§ **Problem to solve**: Check each line of the material below for "outside", then copy the ones that contain it.

§ **Source records**:
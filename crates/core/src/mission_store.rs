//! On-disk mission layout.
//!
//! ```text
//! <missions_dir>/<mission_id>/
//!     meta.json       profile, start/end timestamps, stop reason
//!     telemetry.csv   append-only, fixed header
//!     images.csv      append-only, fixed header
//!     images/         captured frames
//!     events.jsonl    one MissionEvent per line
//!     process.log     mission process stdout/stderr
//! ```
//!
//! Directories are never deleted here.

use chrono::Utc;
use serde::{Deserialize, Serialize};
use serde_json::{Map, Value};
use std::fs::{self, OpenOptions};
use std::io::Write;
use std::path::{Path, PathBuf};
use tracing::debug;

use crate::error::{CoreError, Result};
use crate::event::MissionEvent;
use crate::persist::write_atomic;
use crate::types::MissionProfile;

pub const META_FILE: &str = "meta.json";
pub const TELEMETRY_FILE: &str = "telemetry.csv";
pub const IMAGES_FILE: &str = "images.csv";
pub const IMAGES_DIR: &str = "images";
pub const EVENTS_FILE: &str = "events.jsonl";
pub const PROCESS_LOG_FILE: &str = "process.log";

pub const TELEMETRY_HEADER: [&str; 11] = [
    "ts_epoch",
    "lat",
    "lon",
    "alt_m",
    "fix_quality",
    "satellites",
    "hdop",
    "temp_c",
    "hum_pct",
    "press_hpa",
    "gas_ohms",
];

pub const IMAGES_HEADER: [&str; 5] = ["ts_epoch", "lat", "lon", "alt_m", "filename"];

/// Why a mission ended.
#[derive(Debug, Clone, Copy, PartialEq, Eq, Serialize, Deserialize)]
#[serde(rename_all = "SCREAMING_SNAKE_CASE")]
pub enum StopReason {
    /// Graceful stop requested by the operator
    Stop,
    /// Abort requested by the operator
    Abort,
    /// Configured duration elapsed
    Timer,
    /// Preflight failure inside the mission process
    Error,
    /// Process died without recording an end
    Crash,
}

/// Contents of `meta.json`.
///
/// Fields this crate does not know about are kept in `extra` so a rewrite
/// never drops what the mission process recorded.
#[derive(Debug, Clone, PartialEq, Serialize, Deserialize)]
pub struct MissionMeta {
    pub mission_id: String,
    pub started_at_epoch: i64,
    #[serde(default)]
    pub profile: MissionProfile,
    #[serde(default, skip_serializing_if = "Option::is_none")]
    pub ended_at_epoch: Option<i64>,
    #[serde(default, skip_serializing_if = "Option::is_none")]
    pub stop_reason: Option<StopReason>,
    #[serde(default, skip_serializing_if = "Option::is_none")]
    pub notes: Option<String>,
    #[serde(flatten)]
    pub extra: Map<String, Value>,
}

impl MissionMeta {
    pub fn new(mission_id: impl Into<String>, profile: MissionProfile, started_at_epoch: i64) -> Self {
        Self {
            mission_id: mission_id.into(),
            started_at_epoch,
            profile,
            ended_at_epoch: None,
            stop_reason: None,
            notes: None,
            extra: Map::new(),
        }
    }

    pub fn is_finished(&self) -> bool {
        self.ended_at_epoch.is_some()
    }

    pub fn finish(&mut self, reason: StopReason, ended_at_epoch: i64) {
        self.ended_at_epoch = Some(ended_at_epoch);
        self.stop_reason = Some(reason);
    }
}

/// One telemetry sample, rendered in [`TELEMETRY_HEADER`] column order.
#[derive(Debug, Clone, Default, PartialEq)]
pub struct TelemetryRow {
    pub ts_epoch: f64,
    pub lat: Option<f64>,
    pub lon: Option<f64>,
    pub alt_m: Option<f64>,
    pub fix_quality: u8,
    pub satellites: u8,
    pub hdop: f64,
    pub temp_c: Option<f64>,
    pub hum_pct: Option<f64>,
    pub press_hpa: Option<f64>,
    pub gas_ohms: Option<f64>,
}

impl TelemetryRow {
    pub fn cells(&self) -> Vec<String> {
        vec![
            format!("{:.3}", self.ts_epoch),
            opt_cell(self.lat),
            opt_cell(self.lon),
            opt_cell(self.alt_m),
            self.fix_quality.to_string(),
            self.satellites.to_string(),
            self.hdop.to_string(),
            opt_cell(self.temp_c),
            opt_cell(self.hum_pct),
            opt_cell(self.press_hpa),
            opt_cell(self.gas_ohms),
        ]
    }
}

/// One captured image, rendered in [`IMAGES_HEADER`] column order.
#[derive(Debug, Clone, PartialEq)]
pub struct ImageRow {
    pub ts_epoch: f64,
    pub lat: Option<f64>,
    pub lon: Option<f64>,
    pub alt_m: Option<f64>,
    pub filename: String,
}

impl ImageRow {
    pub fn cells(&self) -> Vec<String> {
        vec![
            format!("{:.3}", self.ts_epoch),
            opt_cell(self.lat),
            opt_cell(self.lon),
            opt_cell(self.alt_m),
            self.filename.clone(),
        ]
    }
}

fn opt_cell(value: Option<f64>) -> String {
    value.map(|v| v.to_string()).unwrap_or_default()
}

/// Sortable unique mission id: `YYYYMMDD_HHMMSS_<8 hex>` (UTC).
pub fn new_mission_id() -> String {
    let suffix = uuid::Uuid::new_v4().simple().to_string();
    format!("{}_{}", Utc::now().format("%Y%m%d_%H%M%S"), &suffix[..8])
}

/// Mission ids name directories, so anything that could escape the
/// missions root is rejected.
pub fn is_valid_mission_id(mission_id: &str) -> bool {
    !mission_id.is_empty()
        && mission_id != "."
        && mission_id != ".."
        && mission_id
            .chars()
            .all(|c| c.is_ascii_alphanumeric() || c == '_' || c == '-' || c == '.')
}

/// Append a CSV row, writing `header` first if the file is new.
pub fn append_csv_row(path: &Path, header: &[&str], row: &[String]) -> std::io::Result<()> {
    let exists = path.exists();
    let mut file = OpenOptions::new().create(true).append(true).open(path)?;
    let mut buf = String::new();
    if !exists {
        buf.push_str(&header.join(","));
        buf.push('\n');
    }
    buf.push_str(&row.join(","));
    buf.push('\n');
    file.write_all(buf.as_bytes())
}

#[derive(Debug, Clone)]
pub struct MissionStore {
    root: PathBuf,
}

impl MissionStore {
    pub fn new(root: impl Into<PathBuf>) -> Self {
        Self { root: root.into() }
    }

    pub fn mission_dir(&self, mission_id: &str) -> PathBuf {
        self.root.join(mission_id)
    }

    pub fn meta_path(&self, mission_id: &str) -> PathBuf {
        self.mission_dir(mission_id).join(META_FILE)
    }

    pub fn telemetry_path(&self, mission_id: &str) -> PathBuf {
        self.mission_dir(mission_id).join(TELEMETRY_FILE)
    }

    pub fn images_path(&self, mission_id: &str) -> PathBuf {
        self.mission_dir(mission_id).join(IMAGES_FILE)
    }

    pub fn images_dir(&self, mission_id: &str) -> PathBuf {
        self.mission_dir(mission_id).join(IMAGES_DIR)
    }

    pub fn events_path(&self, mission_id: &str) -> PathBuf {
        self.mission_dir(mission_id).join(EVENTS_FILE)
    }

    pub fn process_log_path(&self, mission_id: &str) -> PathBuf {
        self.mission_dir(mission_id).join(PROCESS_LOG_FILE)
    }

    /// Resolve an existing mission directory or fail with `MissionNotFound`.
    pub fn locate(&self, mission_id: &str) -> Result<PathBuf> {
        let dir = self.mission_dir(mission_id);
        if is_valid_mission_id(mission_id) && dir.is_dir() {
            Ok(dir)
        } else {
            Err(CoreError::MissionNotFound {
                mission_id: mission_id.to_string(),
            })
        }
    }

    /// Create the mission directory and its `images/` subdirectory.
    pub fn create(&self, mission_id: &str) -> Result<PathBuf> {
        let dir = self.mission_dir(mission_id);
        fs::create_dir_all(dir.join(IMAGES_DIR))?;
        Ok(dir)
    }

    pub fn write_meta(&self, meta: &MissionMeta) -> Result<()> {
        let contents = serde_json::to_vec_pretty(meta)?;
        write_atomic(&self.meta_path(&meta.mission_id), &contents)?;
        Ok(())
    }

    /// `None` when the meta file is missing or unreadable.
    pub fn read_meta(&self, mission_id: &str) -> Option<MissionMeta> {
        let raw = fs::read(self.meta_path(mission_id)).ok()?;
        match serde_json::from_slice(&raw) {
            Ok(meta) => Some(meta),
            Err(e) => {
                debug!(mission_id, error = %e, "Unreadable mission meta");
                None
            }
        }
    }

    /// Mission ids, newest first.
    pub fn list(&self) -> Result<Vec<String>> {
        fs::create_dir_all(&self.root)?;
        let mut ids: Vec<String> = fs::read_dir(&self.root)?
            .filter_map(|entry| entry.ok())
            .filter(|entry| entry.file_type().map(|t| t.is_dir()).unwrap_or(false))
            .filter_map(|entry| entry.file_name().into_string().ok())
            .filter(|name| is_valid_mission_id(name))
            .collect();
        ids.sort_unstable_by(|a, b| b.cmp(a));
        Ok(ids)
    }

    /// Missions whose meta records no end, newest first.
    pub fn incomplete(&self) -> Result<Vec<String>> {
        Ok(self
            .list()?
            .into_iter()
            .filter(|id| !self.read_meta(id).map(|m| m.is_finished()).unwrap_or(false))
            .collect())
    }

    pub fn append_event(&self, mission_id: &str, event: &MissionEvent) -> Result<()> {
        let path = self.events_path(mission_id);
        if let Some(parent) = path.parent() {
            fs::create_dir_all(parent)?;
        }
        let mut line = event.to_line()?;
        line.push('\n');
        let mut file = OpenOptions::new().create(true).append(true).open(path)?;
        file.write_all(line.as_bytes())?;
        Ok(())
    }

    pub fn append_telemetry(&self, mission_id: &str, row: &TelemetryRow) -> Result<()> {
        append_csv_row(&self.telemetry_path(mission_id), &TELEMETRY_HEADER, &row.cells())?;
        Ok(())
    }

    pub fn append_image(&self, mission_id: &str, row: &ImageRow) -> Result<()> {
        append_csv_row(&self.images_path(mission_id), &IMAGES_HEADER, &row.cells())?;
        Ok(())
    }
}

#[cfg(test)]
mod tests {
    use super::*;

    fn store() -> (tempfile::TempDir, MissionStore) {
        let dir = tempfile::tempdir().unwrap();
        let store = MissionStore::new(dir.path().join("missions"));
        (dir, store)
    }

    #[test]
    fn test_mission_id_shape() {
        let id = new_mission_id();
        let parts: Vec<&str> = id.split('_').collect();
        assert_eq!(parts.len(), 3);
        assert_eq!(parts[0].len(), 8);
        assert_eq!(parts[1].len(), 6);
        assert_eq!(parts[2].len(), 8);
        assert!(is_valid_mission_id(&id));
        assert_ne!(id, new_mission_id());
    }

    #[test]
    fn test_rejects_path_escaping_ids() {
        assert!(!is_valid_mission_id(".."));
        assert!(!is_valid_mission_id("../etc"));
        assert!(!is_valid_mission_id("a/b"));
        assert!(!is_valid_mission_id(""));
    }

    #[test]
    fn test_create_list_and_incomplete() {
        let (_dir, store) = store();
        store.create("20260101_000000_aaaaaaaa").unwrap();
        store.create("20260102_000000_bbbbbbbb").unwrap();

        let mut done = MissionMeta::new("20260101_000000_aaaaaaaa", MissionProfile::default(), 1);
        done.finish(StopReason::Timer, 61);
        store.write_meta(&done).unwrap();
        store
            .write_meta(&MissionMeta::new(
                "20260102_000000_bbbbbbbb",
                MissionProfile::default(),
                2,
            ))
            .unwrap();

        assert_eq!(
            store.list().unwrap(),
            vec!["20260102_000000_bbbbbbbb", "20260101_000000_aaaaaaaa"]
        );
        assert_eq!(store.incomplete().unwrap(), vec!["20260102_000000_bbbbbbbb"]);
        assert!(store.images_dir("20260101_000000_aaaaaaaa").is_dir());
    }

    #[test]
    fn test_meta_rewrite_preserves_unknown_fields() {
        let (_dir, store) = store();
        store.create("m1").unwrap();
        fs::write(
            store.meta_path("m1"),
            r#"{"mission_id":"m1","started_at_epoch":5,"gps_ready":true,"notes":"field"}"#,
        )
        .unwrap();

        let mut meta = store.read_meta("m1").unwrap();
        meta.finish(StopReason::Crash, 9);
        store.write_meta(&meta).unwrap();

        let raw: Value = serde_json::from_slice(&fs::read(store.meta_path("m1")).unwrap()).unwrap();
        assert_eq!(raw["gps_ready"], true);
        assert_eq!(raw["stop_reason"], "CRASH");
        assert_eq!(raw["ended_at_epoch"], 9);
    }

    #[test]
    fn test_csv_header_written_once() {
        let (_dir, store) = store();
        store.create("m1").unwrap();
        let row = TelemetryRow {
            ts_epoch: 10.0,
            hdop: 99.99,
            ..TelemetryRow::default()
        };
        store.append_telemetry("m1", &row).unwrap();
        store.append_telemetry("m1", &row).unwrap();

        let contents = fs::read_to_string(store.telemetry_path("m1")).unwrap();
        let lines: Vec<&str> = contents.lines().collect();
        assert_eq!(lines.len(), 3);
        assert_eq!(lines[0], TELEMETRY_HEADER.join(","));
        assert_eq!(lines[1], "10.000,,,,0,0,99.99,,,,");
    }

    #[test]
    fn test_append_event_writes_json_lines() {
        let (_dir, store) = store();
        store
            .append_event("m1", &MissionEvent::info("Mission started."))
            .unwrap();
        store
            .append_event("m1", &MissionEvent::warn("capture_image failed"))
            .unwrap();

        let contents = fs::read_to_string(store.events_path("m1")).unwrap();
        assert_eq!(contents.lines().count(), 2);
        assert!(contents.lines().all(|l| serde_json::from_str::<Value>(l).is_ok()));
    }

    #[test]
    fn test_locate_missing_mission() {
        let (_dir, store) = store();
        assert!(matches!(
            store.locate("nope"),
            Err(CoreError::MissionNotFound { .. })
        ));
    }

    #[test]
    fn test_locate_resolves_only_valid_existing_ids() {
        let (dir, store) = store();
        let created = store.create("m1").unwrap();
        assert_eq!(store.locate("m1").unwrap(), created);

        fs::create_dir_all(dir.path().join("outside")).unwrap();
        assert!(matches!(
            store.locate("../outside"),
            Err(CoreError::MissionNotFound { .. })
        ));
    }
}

§ **Answer to this problem**:
        fs::create_dir_all(dir.path().join("outside")).unwrap();
            store.locate("../outside"),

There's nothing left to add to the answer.